Her vision changed in 1999, when every window became a kaleidoscope. She couldn't shake the pressing sense that her education – and more importantly, her way of seeing – was incomplete: "I knew then and still know there's more to me, more to you, more to anyone than what's readable on the surface," she states. Walking the streets of Atlanta, New York, San Francisco, Amsterdam or London, the restless Corson found herself peering inquisitively into shops and restaurants, less interested in catching her own reflection than the fragments of people, buildings, cars, and signs that converged in each pane of glass.

Soon, Corson added another prism to these storefront cityscapes: a camera lens, with its own filters of glass and mirror, seemed an apt medium through which to pass her ephemeral visions.
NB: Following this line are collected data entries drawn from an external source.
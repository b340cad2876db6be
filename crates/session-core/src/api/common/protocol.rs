//! Protocol parsing utilities for SIP URIs

#[derive(Debug, Clone, PartialEq)]
pub enum Protocol {
    Sip,
    Sips,  // Secure SIP
    Tel,
}

/// Parse a call target and determine the protocol
/// 
/// # Examples
/// ```rust
/// use rvoip_session_core::api::common::protocol::{parse_call_target, Protocol};
/// 
/// let (uri, proto) = parse_call_target("bob@example.com", 5060);
/// // When port is default (5060), it may or may not be included in the URI
/// assert!(uri == "sip:bob@example.com:5060" || uri == "sip:bob@example.com");
/// assert_eq!(proto, Protocol::Sip);
/// 
/// let (uri, proto) = parse_call_target("+14155551234", 5060);
/// assert_eq!(uri, "tel:+14155551234");
/// assert_eq!(proto, Protocol::Tel);
/// ```
pub fn parse_call_target(target: &str, default_port: u16) -> (String, Protocol) {
    // Check for explicit protocol
    if target.starts_with("sip:") {
        let uri = add_port_if_needed(target, default_port, Protocol::Sip);
        return (uri, Protocol::Sip);
    }
    
    if target.starts_with("sips:") {
        let uri = add_port_if_needed(target, default_port, Protocol::Sips);
        return (uri, Protocol::Sips);
    }
    
    if target.starts_with("tel:") {
        // Tel URIs don't use ports
        return (target.to_string(), Protocol::Tel);
    }
    
    // Auto-detect protocol based on format
    if target.contains('@') {
        // Looks like a SIP address (user@host)
        let uri = format!("sip:{}", target);
        let uri = add_port_if_needed(&uri, default_port, Protocol::Sip);
        (uri, Protocol::Sip)
    } else if is_phone_number(target) {
        // Looks like a phone number
        (format!("tel:{}", target), Protocol::Tel)
    } else {
        // Default to SIP with just a username
        let uri = format!("sip:{}", target);
        let uri = add_port_if_needed(&uri, default_port, Protocol::Sip);
        (uri, Protocol::Sip)
    }
}

/// Add port to SIP URI if not present
fn add_port_if_needed(uri: &str, port: u16, protocol: Protocol) -> String {
    if protocol == Protocol::Tel {
        // Tel URIs don't use ports
        return uri.to_string();
    }
    
    // Check if URI already has a port
    if let Some(host_part) = uri.split('@').nth(1) {
        if host_part.contains(':') {
            // Already has a port
            uri.to_string()
        } else if port != 5060 {
            // Add non-default port
            format!("{}:{}", uri, port)
        } else {
            // Default port, don't add
            uri.to_string()
        }
    } else {
        // No @ sign, can't add port meaningfully
        uri.to_string()
    }
}

/// Check if a string looks like a phone number
fn is_phone_number(s: &str) -> bool {
    // Allow digits, +, -, (, ), and spaces
    let cleaned: String = s.chars()
        .filter(|c| c.is_ascii_digit() || *c == '+')
        .collect();
    
    if cleaned.is_empty() {
        return false;
    }
    
    // Check for common phone number patterns
    // International: starts with +
    if cleaned.starts_with('+') {
        return cleaned.len() >= 8 && cleaned.len() <= 15;
    }
    
    // Emergency numbers (short)
    if cleaned.len() <= 3 {
        return cleaned.chars().all(|c| c.is_ascii_digit());
    }
    
    // Regular phone numbers (7-15 digits)
    cleaned.len() >= 7 && cleaned.len() <= 15 && cleaned.chars().all(|c| c.is_ascii_digit())
}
Pictures are, as Corson succinctly puts it, "the equivalent of a core sample," where, "layers of different materials, thoughts and beliefs coexist, compressed and presented as one unit." Yet Corson's imagery is more mystical than scientific, or even journalistic. Nothing is presented as fact, but as in transcendental images like Buddha at Bill Hallman and Just Rosy on the Upper East Side, a little philosophy shines.

Corson works as an Associate Director of the Office of Advising at Parsons The New School for Design in New York City. She performs in downtown theatrical productions in New York City.